Il binning kaiju metagenome mostra che il campione di microbo non è completamente puro (Figura 2). Mostra che è principalmente Actinobacteria, con alcuni firmicoli e proteobatteri mescolati (Figura 2). Questo corrisponde con il binning metagenome PATRIC che ha anche mostrato alcune impurità (Figura 1).,

Discussione:

Poiché il microbo è gram positivo, ciò significa che ha un grande strato di peptidoglicano e manca di uno strato di lipopolisaccaride. L’agar MacConkey è selettivo per il gram-negativo, motivo per cui il mio microbo non ha mostrato molta crescita su di esso, e poiché non ha cambiato i colori significa che non ha fermentato il lattosio. La piastra EMB è anche selettiva per i batteri gram-negativi che è probabilmente il motivo per cui i batteri non sono cresciuti su di esso. La classe di ossigeno del microbo, obligate aerobe, corrisponde alle previsioni che avevo fatto su di esso perché il batterio era originariamente proveniente da una narice., Wikipedia dice anche che Micrococcus luteus è un aerobe obbligato, il backup di ciò che i miei risultati mostrano (2019).

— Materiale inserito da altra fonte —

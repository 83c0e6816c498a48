//! Lazily read result of a prepared statement.

use std::sync::Arc;

use crate::error::Result;
use crate::handler::QueueHandler;
use crate::row::Row;
use crate::state::ExecuteStateMachine;
use crate::statement::StatementState;

use super::conn::{Conn, Operation};

/// Rows of one execution, read from the server as they are requested.
///
/// The stream holds the connection for its whole life. Dropping it early
/// leaves the rest of the response on the wire; the next operation on the
/// connection reads it away before sending anything.
pub struct RowStream {
    conn: Conn,
    statement: Arc<StatementState>,
    op: Operation,
    machine: ExecuteStateMachine<QueueHandler>,
    done: bool,
}

impl RowStream {
    pub(crate) fn new(
        conn: Conn,
        statement: Arc<StatementState>,
        op: Operation,
        machine: ExecuteStateMachine<QueueHandler>,
    ) -> Self {
        Self {
            conn,
            statement,
            op,
            machine,
            done: false,
        }
    }

    /// Next row, or `None` once the result is exhausted.
    ///
    /// If the connection is closed while rows are still expected this returns
    /// `ConnectionClosed` rather than ending the stream.
    pub async fn next(&mut self) -> Result<Option<Row>> {
        loop {
            if let Some(row) = self.machine.handler_mut().pop() {
                return Ok(Some(row));
            }
            if self.done {
                return Ok(None);
            }
            match self.op.advance(&mut self.machine).await {
                Ok(finished) => self.done = finished,
                Err(e) => {
                    self.done = true;
                    self.conn.invalidate_if_stale(&self.statement, &e);
                    return Err(e);
                }
            }
        }
    }

    /// Read the remaining rows.
    pub async fn collect(mut self) -> Result<Vec<Row>> {
        let mut rows = Vec::new();
        while let Some(row) = self.next().await? {
            rows.push(row);
        }
        Ok(rows)
    }

    /// Row count from the command tag; available once the stream is exhausted.
    pub fn rows_affected(&self) -> Option<u64> {
        self.machine.handler().rows_affected()
    }

    pub fn is_done(&self) -> bool {
        self.done
    }
}

impl std::fmt::Debug for RowStream {
    fn fmt(&self, f: &mut std::fmt::Formatter<'_>) -> std::fmt::Result {
        f.debug_struct("RowStream")
            .field("statement", &self.statement.name())
            .field("done", &self.done)
            .finish_non_exhaustive()
    }
}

I risultati del test ossidasi suggeriscono che il microbo non contiene ossidasi, nonostante ciò che il test di binning metagenome ha mostrato. Il test della catalasi ha anche indicato che il microbo non ha catalasi, nonostante il test di binning metagenomico lo suggerisca. Queste discrepanze potrebbero essere dovute a errore umano, cultura non pura o una vecchia piastra di agar., La mancanza di risultati delle strisce reattive API suggerisce che ho usato la striscia reattiva sbagliata, probabilmente avevo bisogno di usare il test dello stafilococco invece del test dello streptococco, perché il test dello streptococco è per quando la catalasi è assente, ma potrebbe esserci stata la catalasi presente. I risultati contrastanti del metagenome binning e il test catalasi influenzato questo errore. Penso che sulla base di tutte queste informazioni, che il mio microbo è in realtà micrococcus luteus come suggerito dal test di binning PATRIC metagenome, e la corona (Figura 1).

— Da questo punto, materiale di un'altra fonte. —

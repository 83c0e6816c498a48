//! Session status messages that are not tied to a particular query.

use zerocopy::{FromBytes, Immutable, KnownLayout};

use crate::error::Result;
use crate::protocol::codec::{read_cstr, read_u32};
use crate::protocol::types::TransactionStatus;

/// ParameterStatus message - a server run-time parameter changed.
#[derive(Debug, Clone, Copy)]
pub struct ParameterStatus<'a> {
    /// Parameter name
    pub name: &'a str,
    /// Parameter value
    pub value: &'a str,
}

impl<'a> ParameterStatus<'a> {
    /// Parse a ParameterStatus message from payload bytes.
    pub fn parse(payload: &'a [u8]) -> Result<Self> {
        let (name, rest) = read_cstr(payload)?;
        let (value, _) = read_cstr(rest)?;
        Ok(Self { name, value })
    }
}

/// ReadyForQuery message - indicates server is ready for a new query.
#[derive(Debug, Clone, Copy, FromBytes, KnownLayout, Immutable)]
#[repr(C, packed)]
pub struct ReadyForQuery {
    /// Transaction status byte
    pub status: u8,
}

impl ReadyForQuery {
    /// Parse a ReadyForQuery message from payload bytes.
    pub fn parse(payload: &[u8]) -> Result<&Self> {
        Ok(Self::ref_from_bytes(payload)?)
    }

    /// Get the transaction status.
    pub fn transaction_status(&self) -> Option<TransactionStatus> {
        TransactionStatus::from_byte(self.status)
    }
}

/// NotificationResponse message - asynchronous notification from LISTEN/NOTIFY.
#[derive(Debug, Clone)]
pub struct NotificationResponse<'a> {
    /// PID of the notifying backend
    pub pid: u32,
    /// Channel name
    pub channel: &'a str,
    /// Notification payload
    pub payload: &'a str,
}

impl<'a> NotificationResponse<'a> {
    /// Parse a NotificationResponse message from payload bytes.
    pub fn parse(payload: &'a [u8]) -> Result<Self> {
        let (pid, rest) = read_u32(payload)?;
        let (channel, rest) = read_cstr(rest)?;
        let (payload_str, _) = read_cstr(rest)?;
        Ok(Self {
            pid,
            channel,
            payload: payload_str,
        })
    }
}

#[cfg(test)]
mod tests {
    use super::*;

    #[test]
    fn test_ready_for_query() {
        let ready = ReadyForQuery::parse(b"T").unwrap();
        assert_eq!(
            ready.transaction_status(),
            Some(TransactionStatus::InTransaction)
        );
        assert!(ReadyForQuery::parse(b"").is_err());
    }

    #[test]
    fn test_notification() {
        let mut payload = 42_u32.to_be_bytes().to_vec();
        payload.extend_from_slice(b"chan\0hello\0");
        let n = NotificationResponse::parse(&payload).unwrap();
        assert_eq!(n.pid, 42);
        assert_eq!(n.channel, "chan");
        assert_eq!(n.payload, "hello");
    }
}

In conclusione, alcuni dei miei risultati sono stati inconcludenti e contrastanti., Questa è probabilmente una causa di errore umano, colture non pulite o non usando piastre di agar che sono abbastanza fresche per il test. Penso che questa cultura fosse per lo più Micrococcus luteus basato sui risultati di binning Kaiju e metagenome. Anche la classe di ossigeno e la positività gram del microbo corrispondono a quella del Micrococcus luteus. In futuro funziona con questo microbo, probabilmente vorrei purificare la cultura di più e rifare i test.

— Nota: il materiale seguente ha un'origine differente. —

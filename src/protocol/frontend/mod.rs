//! Client → server messages.
//!
//! Writers append complete frames to a caller-owned buffer so a whole
//! exchange (e.g. Parse, Describe, Sync) goes out in one write.

pub mod extended;
pub mod simple;

pub use extended::{
    write_bind, write_close_statement, write_describe_statement, write_execute, write_parse,
    write_sync,
};
pub use simple::{write_query, write_terminate};

/// Type tags of the frontend messages the driver sends.
pub mod msg_type {
    pub const PARSE: u8 = b'P';
    pub const BIND: u8 = b'B';
    pub const DESCRIBE: u8 = b'D';
    pub const EXECUTE: u8 = b'E';
    pub const CLOSE: u8 = b'C';
    pub const SYNC: u8 = b'S';
    pub const QUERY: u8 = b'Q';
    pub const TERMINATE: u8 = b'X';
}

Bassis CM, AL Tang, VB Young, e MA Pynnonen (2014). Il microbiota della cavità nasale di adulti sani. Microbioma 2(27).,

Rawis M, e AK Ellis (2019). Il microbioma del naso. Annali di allergia, asma e immunologia 122 (1): 17-24.

(2010) Cosa sono i microbi? Istituto per la qualità e l’efficienza nell’assistenza sanitaria.